Chinese director Guan Hu tackles one of the most brutal and iconic battles in “The Eight Hundred.” Based on historical events relating to the battle for Shanghai, four hundred Chinese soldiers, known as the Eight Hundred Heroes, greatly outnumbered by Japanese forces, fight for four days to hold the Si Hang Warehouse, protecting Chinese soldiers retreating westward.

It’s October 1937, as director of photography Cao Yu swoops and tracks with his camera through the fields leading to Shanghai. The energy generated in this early scene seldom abates, with dozens of soldiers racing, sometimes chaotically, up and down, right and left, over each other and their enemies through brutal warfare. For Commander Xie Jinyuan’s exhausted, battle weary force must hold the Si Hang Warehouse to provide that desperately needed safety buffer or even more devastation will follow with Chinese territory lost.
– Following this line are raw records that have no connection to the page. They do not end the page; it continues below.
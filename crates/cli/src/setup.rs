// Copyright (C) 2025 Vince Vasta
// SPDX-License-Identifier: Apache-2.0

//! Players setup.
use ahash::AHashSet;
use anyhow::{Result, bail};
use std::io::{BufRead, Write};

use showdown_bot::NICKNAMES;
use showdown_core::{poker::Chips, table::Seat};

/// Writes a prompt and reads the answer line.
pub fn prompt<R, W>(input: &mut R, out: &mut W, text: &str) -> Result<String>
where
    R: BufRead,
    W: Write,
{
    write!(out, "{text}")?;
    out.flush()?;

    let mut line = String::new();
    if input.read_line(&mut line)? == 0 {
        bail!("Input closed");
    }

    Ok(line.trim().to_string())
}

/// Asks for the number of players, their names and their chips.
pub fn read_seats<R, W>(input: &mut R, out: &mut W, min: usize, max: usize) -> Result<Vec<Seat>>
where
    R: BufRead,
    W: Write,
{
    let count = loop {
        let line = prompt(input, out, &format!("How many players? ({min}-{max}) "))?;
        match line.parse::<usize>() {
            Ok(n) if (min..=max).contains(&n) => break n,
            Ok(_) => writeln!(out, "Players must be between {min} and {max}")?,
            Err(_) => writeln!(out, "Invalid input. Please try again.")?,
        }
    };

    writeln!(out)?;

    let mut names = Vec::with_capacity(count);
    let mut taken = AHashSet::new();
    for idx in 0..count {
        loop {
            let name = prompt(input, out, &format!("Player {} name? ", idx + 1))?;
            if name.is_empty() {
                writeln!(out, "Name cannot be empty. Please try again.")?;
            } else if !taken.insert(name.clone()) {
                writeln!(out, "Name already taken. Please try again.")?;
            } else {
                names.push(name);
                break;
            }
        }
    }

    writeln!(out)?;

    let mut seats = Vec::with_capacity(count);
    for name in names {
        let chips = loop {
            let line = prompt(input, out, &format!("How many chips for {name}? "))?;
            match line.parse::<u32>() {
                Ok(0) => writeln!(out, "Chips must be greater than 0.")?,
                Ok(chips) => break Chips::new(chips),
                Err(_) => writeln!(out, "Invalid input. Please try again.")?,
            }
        };

        seats.push(Seat::new(name, chips));
    }

    writeln!(out)?;
    Ok(seats)
}

/// Names for the bots that do not clash with the human players.
pub fn bot_names(humans: &[String], count: usize) -> Vec<String> {
    let named = NICKNAMES
        .iter()
        .map(|name| name.to_string())
        .filter(|name| !humans.contains(name));

    let numbered = (1..).map(|n| format!("Bot {n}")).filter(|name| !humans.contains(name));

    named.chain(numbered).take(count).collect()
}

#[cfg(test)]
mod tests {
    use super::*;
    use std::io::Cursor;

    #[test]
    fn read_seats_retries_invalid_input() {
        let mut input = Cursor::new("2\nmany\n3\nAlice\n\nAlice\nBob\nCarol\n0\n500\nlots\n700\n900\n");
        let mut out = Vec::new();

        let seats = read_seats(&mut input, &mut out, 3, 8).unwrap();
        assert_eq!(
            seats,
            vec![
                Seat::new("Alice", Chips::new(500)),
                Seat::new("Bob", Chips::new(700)),
                Seat::new("Carol", Chips::new(900)),
            ]
        );

        let out = String::from_utf8(out).unwrap();
        assert!(out.contains("Players must be between 3 and 8"));
        assert!(out.contains("Name cannot be empty"));
        assert!(out.contains("Name already taken"));
        assert!(out.contains("Chips must be greater than 0."));
        assert_eq!(out.matches("Invalid input").count(), 2);
    }

    #[test]
    fn read_seats_closed_input() {
        let mut input = Cursor::new("3\nAlice\n");
        let mut out = Vec::new();
        assert!(read_seats(&mut input, &mut out, 3, 8).is_err());
    }

    #[test]
    fn bot_names_skip_humans() {
        let humans = vec!["Alice".to_string(), "Carol".to_string()];
        assert_eq!(bot_names(&humans, 3), vec!["Bob", "Dave", "Erin"]);
        assert_eq!(bot_names(&[], 10).last().map(String::as_str), Some("Bot 2"));
    }
}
In addition to being outnumbered as they fight to certain death, all is not well within the group itself. Deserters have been caught and will pay the ultimate price; food is, of course, practically nonexistent; fire, toxic gas, and explosions prevail; and, as a profound insult, across the Su Zhou River, Americans, Europeans, other foreigners as well as local citizens pursue an insulated life, observing but mostly unsympathetic to the tragedy unfolding.

Rermarkably, given the depiction of the battles in realistic, and therefore, gruesome detail, the film focuses on individual soldiers and their personal stories: a farmer, his uncle and a younger brother; a handful of experienced veterans; an analytical fighter; a professional soldier; a journalist; a photographer both welcomed and scorned; among others. Across the river, a professor, a casino manager, young and middle-aged business people hold forth. The raising of a national flag energizes one of the most gut-wrenching, dramatic scenes. And all of this is introduced by voiceover narration of a seven-year-old who watched horrified from across the river on those days.

The music fortifies the drama, the fast-paced editing contributing as well, though there’s little need for added power. For one of the most expensive Chinese war epics, the first shot in digital IMAX, the crew built the locations to scale. The benefit is a quite overwhelming, palpable realism. “The Eight Hundred” has proved extremely popular internationally earning over $300 million. Primarily in Mandarin with English subtitles, “The Eight Hundred” is showing at select cinemas. Check listings for upcoming availability on various platforms.